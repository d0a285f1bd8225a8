//! LKJ prior on the Cholesky factor of a correlation matrix.
//!
//! For a K×K correlation Cholesky factor L and concentration η > 0:
//!
//! ```text
//! log p(L | η) = Σ_{i=1}^{K-1} (K - i - 1 + 2(η - 1)) · log L_ii  + const(K, η)
//! ```
//!
//! (0-based diagonal index.) The normalizing constant depends only on K and
//! η, both of which are data for this model, so it is omitted.

use nalgebra::DMatrix;

/// Unnormalized LKJ log density of the correlation Cholesky factor `l`.
///
/// Returns NaN for a non-square factor, a non-positive `eta`, or a
/// non-positive diagonal entry.
pub fn lkj_corr_cholesky_lpdf(l: &DMatrix<f64>, eta: f64) -> f64 {
    if !l.is_square() || l.nrows() == 0 {
        return f64::NAN;
    }
    if eta.is_nan() || eta <= 0.0 || eta.is_infinite() {
        return f64::NAN;
    }
    let k = l.nrows();
    let mut lp = 0.0;
    for i in 1..k {
        let d = l[(i, i)];
        if d <= 0.0 || !d.is_finite() {
            return f64::NAN;
        }
        let coef = (k - i - 1) as f64 + 2.0 * (eta - 1.0);
        lp += coef * d.ln();
    }
    lp
}

#[cfg(test)]
mod tests {
    use super::*;
    use crate::math::corr::corr_cholesky_from_matrix;

    fn approx_eq(a: f64, b: f64, tol: f64) -> bool {
        if a.is_nan() || b.is_nan() {
            return false;
        }
        (a - b).abs() <= tol
    }

    #[test]
    fn identity_has_zero_log_density() {
        for eta in [0.5, 1.0, 4.0] {
            let lp = lkj_corr_cholesky_lpdf(&DMatrix::identity(4, 4), eta);
            assert!(approx_eq(lp, 0.0, 1e-12));
        }
    }

    #[test]
    fn two_by_two_uniform_at_eta_one() {
        let r = DMatrix::from_row_slice(2, 2, &[1.0, 0.8, 0.8, 1.0]);
        let l = corr_cholesky_from_matrix(&r).unwrap();
        assert!(approx_eq(lkj_corr_cholesky_lpdf(&l, 1.0), 0.0, 1e-12));
    }

    #[test]
    fn large_eta_prefers_identity() {
        let r = DMatrix::from_row_slice(2, 2, &[1.0, 0.6, 0.6, 1.0]);
        let l = corr_cholesky_from_matrix(&r).unwrap();
        let strong = lkj_corr_cholesky_lpdf(&l, 10.0);
        let ident = lkj_corr_cholesky_lpdf(&DMatrix::identity(2, 2), 10.0);
        assert!(ident > strong);
    }

    #[test]
    fn scalar_factor_is_flat() {
        let l = DMatrix::identity(1, 1);
        assert!(approx_eq(lkj_corr_cholesky_lpdf(&l, 2.0), 0.0, 1e-12));
    }

    #[test]
    fn invalid_inputs_are_nan() {
        assert!(lkj_corr_cholesky_lpdf(&DMatrix::identity(2, 2), 0.0).is_nan());
        assert!(lkj_corr_cholesky_lpdf(&DMatrix::zeros(2, 3), 1.0).is_nan());
        assert!(lkj_corr_cholesky_lpdf(&DMatrix::zeros(2, 2), 1.0).is_nan());
    }
}
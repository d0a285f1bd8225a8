//! Fuzz target for the unconstrained log density.
//!
//! Any vector of floats, including non-finite values and wrong lengths, must
//! yield either a finite log density or an error.

#![no_main]

use cl_config::Settings;
use cl_core::{CategoryLearningModel, LogDensity, ModelData};
use libfuzzer_sys::fuzz_target;
use std::sync::OnceLock;

const DATA: &str = include_str!("../../crates/cl-core/tests/fixtures/data_basic.json");

fn model() -> &'static CategoryLearningModel {
    static MODEL: OnceLock<CategoryLearningModel> = OnceLock::new();
    MODEL.get_or_init(|| {
        let data = ModelData::from_json_str(DATA, &Settings::default()).expect("fixture data");
        CategoryLearningModel::new(data)
    })
}

fuzz_target!(|theta: Vec<f64>| {
    if let Ok(lp) = model().log_density(&theta) {
        assert!(lp.is_finite());
    }
});
//! catlearn common types and errors.
//!
//! This crate provides foundational types shared across the workspace:
//! - The unified error taxonomy with stable codes
//! - Output format selection for the CLI
//! - The output schema version

pub mod error;
pub mod output;

pub use error::{Error, ErrorCategory, Result};
pub use output::OutputFormat;

/// Schema version stamped on every JSON payload written to stdout.
pub const SCHEMA_VERSION: &str = "1.0.0";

++++++++

### What to work on
Copy every entry exactly.

### The answer
repository d0a285f1bd8225a8
//! LKJ prior on the Cholesky factor of a correlation matrix.
//!
//! For a K×K correlation Cholesky factor L and concentration η > 0:
//!
//! ```text
//! log p(L | η) = Σ_{i=1}^{K-1} (K - i - 1 + 2(η - 1)) · log L_ii  + const(K, η)
//! ```
//!
//! (0-based diagonal index.) The normalizing constant depends only on K and
//! η, both of which are data for this model, so it is omitted.

use nalgebra::DMatrix;

/// Unnormalized LKJ log density of the correlation Cholesky factor `l`.
///
/// Returns NaN for a non-square factor, a non-positive `eta`, or a
/// non-positive diagonal entry.
pub fn lkj_corr_cholesky_lpdf(l: &DMatrix<f64>, eta: f64) -> f64 {
    if !l.is_square() || l.nrows() == 0 {
        return f64::NAN;
    }
    if eta.is_nan() || eta <= 0.0 || eta.is_infinite() {
        return f64::NAN;
    }
    let k = l.nrows();
    let mut lp = 0.0;
    for i in 1..k {
        let d = l[(i, i)];
        if d <= 0.0 || !d.is_finite() {
            return f64::NAN;
        }
        let coef = (k - i - 1) as f64 + 2.0 * (eta - 1.0);
        lp += coef * d.ln();
    }
    lp
}

#[cfg(test)]
mod tests {
    use super::*;
    use crate::math::corr::corr_cholesky_from_matrix;

    fn approx_eq(a: f64, b: f64, tol: f64) -> bool {
        if a.is_nan() || b.is_nan() {
            return false;
        }
        (a - b).abs() <= tol
    }

    #[test]
    fn identity_has_zero_log_density() {
        for eta in [0.5, 1.0, 4.0] {
            let lp = lkj_corr_cholesky_lpdf(&DMatrix::identity(4, 4), eta);
            assert!(approx_eq(lp, 0.0, 1e-12));
        }
    }

    #[test]
    fn two_by_two_uniform_at_eta_one() {
        let r = DMatrix::from_row_slice(2, 2, &[1.0, 0.8, 0.8, 1.0]);
        let l = corr_cholesky_from_matrix(&r).unwrap();
        assert!(approx_eq(lkj_corr_cholesky_lpdf(&l, 1.0), 0.0, 1e-12));
    }

    #[test]
    fn large_eta_prefers_identity() {
        let r = DMatrix::from_row_slice(2, 2, &[1.0, 0.6, 0.6, 1.0]);
        let l = corr_cholesky_from_matrix(&r).unwrap();
        let strong = lkj_corr_cholesky_lpdf(&l, 10.0);
        let ident = lkj_corr_cholesky_lpdf(&DMatrix::identity(2, 2), 10.0);
        assert!(ident > strong);
    }

    #[test]
    fn scalar_factor_is_flat() {
        let l = DMatrix::identity(1, 1);
        assert!(approx_eq(lkj_corr_cholesky_lpdf(&l, 2.0), 0.0, 1e-12));
    }

    #[test]
    fn invalid_inputs_are_nan() {
        assert!(lkj_corr_cholesky_lpdf(&DMatrix::identity(2, 2), 0.0).is_nan());
        assert!(lkj_corr_cholesky_lpdf(&DMatrix::zeros(2, 3), 1.0).is_nan());
        assert!(lkj_corr_cholesky_lpdf(&DMatrix::zeros(2, 2), 1.0).is_nan());
    }
}
repository d0a285f1bd8225a8
//! Fuzz target for the unconstrained log density.
//!
//! Any vector of floats, including non-finite values and wrong lengths, must
//! yield either a finite log density or an error.

#![no_main]

use cl_config::Settings;
use cl_core::{CategoryLearningModel, LogDensity, ModelData};
use libfuzzer_sys::fuzz_target;
use std::sync::OnceLock;

const DATA: &str = include_str!("../../crates/cl-core/tests/fixtures/data_basic.json");

fn model() -> &'static CategoryLearningModel {
    static MODEL: OnceLock<CategoryLearningModel> = OnceLock::new();
    MODEL.get_or_init(|| {
        let data = ModelData::from_json_str(DATA, &Settings::default()).expect("fixture data");
        CategoryLearningModel::new(data)
    })
}

fuzz_target!(|theta: Vec<f64>| {
    if let Ok(lp) = model().log_density(&theta) {
        assert!(lp.is_finite());
    }
});
//! catlearn common types and errors.
//!
//! This crate provides foundational types shared across the workspace:
//! - The unified error taxonomy with stable codes
//! - Output format selection for the CLI
//! - The output schema version

pub mod error;
pub mod output;

pub use error::{Error, ErrorCategory, Result};
pub use output::OutputFormat;

/// Schema version stamped on every JSON payload written to stdout.
pub const SCHEMA_VERSION: &str = "1.0.0";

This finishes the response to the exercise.